Thursday, July 17th, 2008

Environmental News Agency — J. R. Pegg reports: This year’s dead zone in the Gulf of Mexico is likely to be the largest
on record and growing U.S. corn production is a primary cause of the
worsening conditions, federal and state scientists said Tuesday. The research team predicts that the dead zone - a stretch of water
without enough oxygen to support marine life - could cover some 8,800
square miles this summer, an area roughly the size of the state of New
Jersey. The forecast was announced today by scientists with the U.S.
National Oceanic Atmospheric Administration, NOAA, Louisiana
Universities Marine Consortium and Louisiana State University, LSU, who
predicted the dead zone would be the largest since official monitoring
began in 1985.

The dead zone forms annually off the coasts of Louisiana and Texas, fed by nutrient heavy water from the Mississippi River. The country’s largest river drains some 40 percent of the United
States, including much of its agricultural heartland and its corn belt. From as far north as Minnesota, runoff water laden with fertilizer
nutrients nitrogen and phosphorous flows into river and into the Gulf,
stimulating an overgrowth of algae. When the algae die, they sink to
the bottom and decompose, depleting oxygen levels in the water and
choking out marine life.

“The strong link between nutrients and the dead zone indicates that
excess nutrients from the Mississippi River watershed during the spring
are the primary human-influenced factor behind the expansion of the
dead zone,” said Rob Magnien, director of the NOAA Center for Sponsored
Coastal Ocean Research.

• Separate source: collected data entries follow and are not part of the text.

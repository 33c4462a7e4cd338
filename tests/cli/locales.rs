use anyhow::Result;
use pretty_assertions::assert_eq;

use crate::{CliTest, run};

#[test]
fn test_locales_marks_first_as_current() -> Result<()> {
    let test = CliTest::with_messages(&[
        ("en", r#"{"a": "A", "b": {"c": "C"}}"#),
        ("zh-CN", r#"{"a": "甲"}"#),
    ])?;

    let output = run(test.command().arg("locales"))?;

    assert_eq!(output.code, Some(0));
    assert_eq!(
        output.stdout,
        "en     2 keys  messages/en.json  (current)\n\
         zh-cn  1 key  messages/zh-CN.json\n"
    );
    Ok(())
}

#[test]
fn test_locales_respects_config_default_locale() -> Result<()> {
    let test = CliTest::with_messages(&[("de", "{}"), ("en", "{}")])?;
    test.write_file(".phrasebookrc.json", r#"{"defaultLocale": "en"}"#)?;

    let output = run(test.command().arg("locales"))?;

    assert_eq!(
        output.stdout,
        "de  0 keys  messages/de.json\n\
         en  0 keys  messages/en.json  (current)\n"
    );
    Ok(())
}

#[test]
fn test_locales_custom_messages_root() -> Result<()> {
    let test = CliTest::new()?;
    test.write_file("i18n/fr.json", r#"{"a": "A"}"#)?;

    let output = run(test.command().args(["locales", "--messages-root", "i18n"]))?;

    assert_eq!(output.code, Some(0));
    assert_eq!(output.stdout, "fr  1 key  i18n/fr.json  (current)\n");
    Ok(())
}
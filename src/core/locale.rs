//! Locale codes and initial-locale inference.

use std::{borrow::Borrow, fmt};

use serde::{Deserialize, Serialize};

/// A normalized language identifier (e.g. `"en"`, `"de"`, `"zh-cn"`).
///
/// Codes are trimmed and lowercased on construction, so `"EN"` and `"en"`
/// select the same dictionary.
#[derive(Debug, Clone, PartialEq, Eq, Hash, PartialOrd, Ord, Serialize, Deserialize)]
#[serde(from = "String", into = "String")]
pub struct LocaleCode(String);

impl LocaleCode {
    pub fn new(code: impl AsRef<str>) -> Self {
        Self(code.as_ref().trim().to_lowercase())
    }

    pub fn as_str(&self) -> &str {
        &self.0
    }

    pub fn is_empty(&self) -> bool {
        self.0.is_empty()
    }

    /// The primary language subtag: `"en-us"` -> `"en"`, `"pt_BR.UTF-8"` -> `"pt"`.
    pub fn primary_subtag(&self) -> LocaleCode {
        Self::new(primary_subtag(&self.0))
    }
}

fn primary_subtag(tag: &str) -> &str {
    tag.split(['-', '_', '.', '@']).next().unwrap_or_default()
}

impl fmt::Display for LocaleCode {
    fn fmt(&self, f: &mut fmt::Formatter<'_>) -> fmt::Result {
        f.write_str(&self.0)
    }
}

impl AsRef<str> for LocaleCode {
    fn as_ref(&self) -> &str {
        &self.0
    }
}

impl Borrow<str> for LocaleCode {
    fn borrow(&self) -> &str {
        &self.0
    }
}

impl From<&str> for LocaleCode {
    fn from(code: &str) -> Self {
        Self::new(code)
    }
}

impl From<String> for LocaleCode {
    fn from(code: String) -> Self {
        Self::new(code)
    }
}

impl From<LocaleCode> for String {
    fn from(code: LocaleCode) -> Self {
        code.0
    }
}

/// Reduce host language tags to ordered, deduplicated primary subtags.
///
/// ```
/// use phrasebook::core::{LocaleCode, normalize_preferences};
///
/// let prefs = normalize_preferences(["de-DE", "en-US", "de-AT", "en"]);
/// assert_eq!(prefs, vec![LocaleCode::new("de"), LocaleCode::new("en")]);
/// ```
pub fn normalize_preferences<I, S>(tags: I) -> Vec<LocaleCode>
where
    I: IntoIterator<Item = S>,
    S: AsRef<str>,
{
    let mut seen = Vec::new();
    for tag in tags {
        let code = LocaleCode::new(primary_subtag(tag.as_ref().trim()));
        if !code.is_empty() && !seen.contains(&code) {
            seen.push(code);
        }
    }
    seen
}

/// Pick the locale a provider starts in.
///
/// Priority:
/// 1. `explicit`, when it names an available locale
/// 2. the first ambient preference, when available
/// 3. the first remaining ambient preference that is available
/// 4. the first available locale (insertion order)
/// 5. `None` when nothing is available
pub fn infer_initial_locale(
    available: &[LocaleCode],
    explicit: Option<&LocaleCode>,
    ambient: &[LocaleCode],
) -> Option<LocaleCode> {
    if let Some(explicit) = explicit
        && available.contains(explicit)
    {
        return Some(explicit.clone());
    }

    if let Some((first, rest)) = ambient.split_first() {
        if available.contains(first) {
            return Some(first.clone());
        }
        if let Some(matched) = rest.iter().find(|code| available.contains(code)) {
            return Some(matched.clone());
        }
    }

    available.first().cloned()
}
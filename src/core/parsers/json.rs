use std::{
    fs,
    path::{Path, PathBuf},
};

use anyhow::{Context, Result, bail};
use rayon::prelude::*;
use serde_json::Value;

use crate::core::{Dictionary, LocaleCode};

/// A warning from scanning message files.
#[derive(Debug, Clone)]
pub struct MessageScanWarning {
    pub file_path: String,
    pub error: String,
}

/// A dictionary together with the file it came from.
#[derive(Debug, Clone)]
pub struct MessageFile {
    pub file_path: String,
    pub dictionary: Dictionary,
}

#[derive(Debug, Default)]
pub struct ScanMessagesResult {
    /// Loaded files, ordered by file name.
    pub files: Vec<MessageFile>,
    pub warnings: Vec<MessageScanWarning>,
}

impl ScanMessagesResult {
    pub fn dictionaries(&self) -> impl Iterator<Item = &Dictionary> {
        self.files.iter().map(|f| &f.dictionary)
    }

    pub fn into_dictionaries(self) -> Vec<Dictionary> {
        self.files.into_iter().map(|f| f.dictionary).collect()
    }
}

pub fn parse_json_file(path: &Path, locale: &str) -> Result<Dictionary> {
    let content = fs::read_to_string(path)
        .with_context(|| format!("Failed to read JSON file: {:?}", path))?;

    let json: Value = serde_json::from_str(&content)
        .with_context(|| format!("Failed to parse JSON file: {:?}", path))?;

    Dictionary::from_json(locale, &json)
        .with_context(|| format!("Invalid dictionary in {:?}", path))
}

/// Extracts locale from filename.
///
/// Examples:
/// - "en.json" -> Some("en")
/// - "zh-CN.json" -> Some("zh-cn")
/// - "/path/to/messages/ja.json" -> Some("ja")
pub fn extract_locale(path: impl AsRef<Path>) -> Option<LocaleCode> {
    let path = path.as_ref();
    path.file_stem()
        .and_then(|s| s.to_str())
        .map(LocaleCode::new)
        .filter(|code| !code.is_empty())
}

pub fn scan_message_files(message_dir: impl AsRef<Path>) -> Result<ScanMessagesResult> {
    let message_dir = message_dir.as_ref();

    if !message_dir.exists() {
        bail!(
            "Messages directory '{}' does not exist.\n\
             Hint: Check your .phrasebookrc.json 'messagesRoot' setting.",
            message_dir.display()
        );
    }

    if !message_dir.is_dir() {
        bail!("'{}' is not a directory.", message_dir.display());
    }

    let mut paths: Vec<PathBuf> = Vec::new();
    for entry in fs::read_dir(message_dir)? {
        let path = entry?.path();
        if path.is_file() && path.extension().and_then(|e| e.to_str()) == Some("json") {
            paths.push(path);
        }
    }
    paths.sort();

    let parsed: Vec<(PathBuf, Result<Dictionary>)> = paths
        .into_par_iter()
        .filter_map(|path| {
            let locale = extract_locale(&path)?;
            let dictionary = parse_json_file(&path, locale.as_str());
            Some((path, dictionary))
        })
        .collect();

    let mut result = ScanMessagesResult::default();
    for (path, dictionary) in parsed {
        let file_path = path.to_string_lossy().to_string();
        match dictionary {
            Ok(dictionary) => {
                tracing::debug!(
                    locale = %dictionary.locale,
                    phrases = dictionary.phrases.leaf_count(),
                    file = %file_path,
                    "loaded dictionary"
                );
                result.files.push(MessageFile {
                    file_path,
                    dictionary,
                });
            }
            Err(e) => {
                result.warnings.push(MessageScanWarning {
                    file_path,
                    error: format!("{:#}", e),
                });
            }
        }
    }

    Ok(result)
}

Last year’s dead zone reached some 7,900 square miles, but the
record came in 2002, when the area totalled nearly 8,500 square miles.

Record corn harvests throughout the Midwest are clearly adding to
the problem, according to Eugene Turner, a scientist with LSU, and
leader of the research team. U.S. farmers are planting “an awful lot of corn and soybeans,” he
told reporters, adding that both crops leach nitrogen easily into soil
and groundwater. Corn production in the United States has shot up dramatically in
recent years, driven by demand for corn-based ethanol. The U.S.
Agriculture Department estimates some 87 million acres of corn were
planted this year. “The nitrogen is undoubtedly coming down in larger amounts because
there’s more planting of corn this year than there has been in a very
long time,” Turner said.

Some 817,000 tons of nitrogen, roughly 35-45 percent above normal,
seeped into the Gulf between April and June, according to the U.S.
Geological Survey, USGS. …

Turner warned that the economic impact of the dead zone would again
ripple through the Gulf’s lucrative commercial and recreational fishing
industries. “The fish and shrimp have left this area and it is inconceivable
that you could have that much change on the bottom and not change the
fisheries in some way,” Turner said. “This area is about 25-30 percent
of U.S. fisheries - it is a pretty big fishery that is under threat.” (07/17/08)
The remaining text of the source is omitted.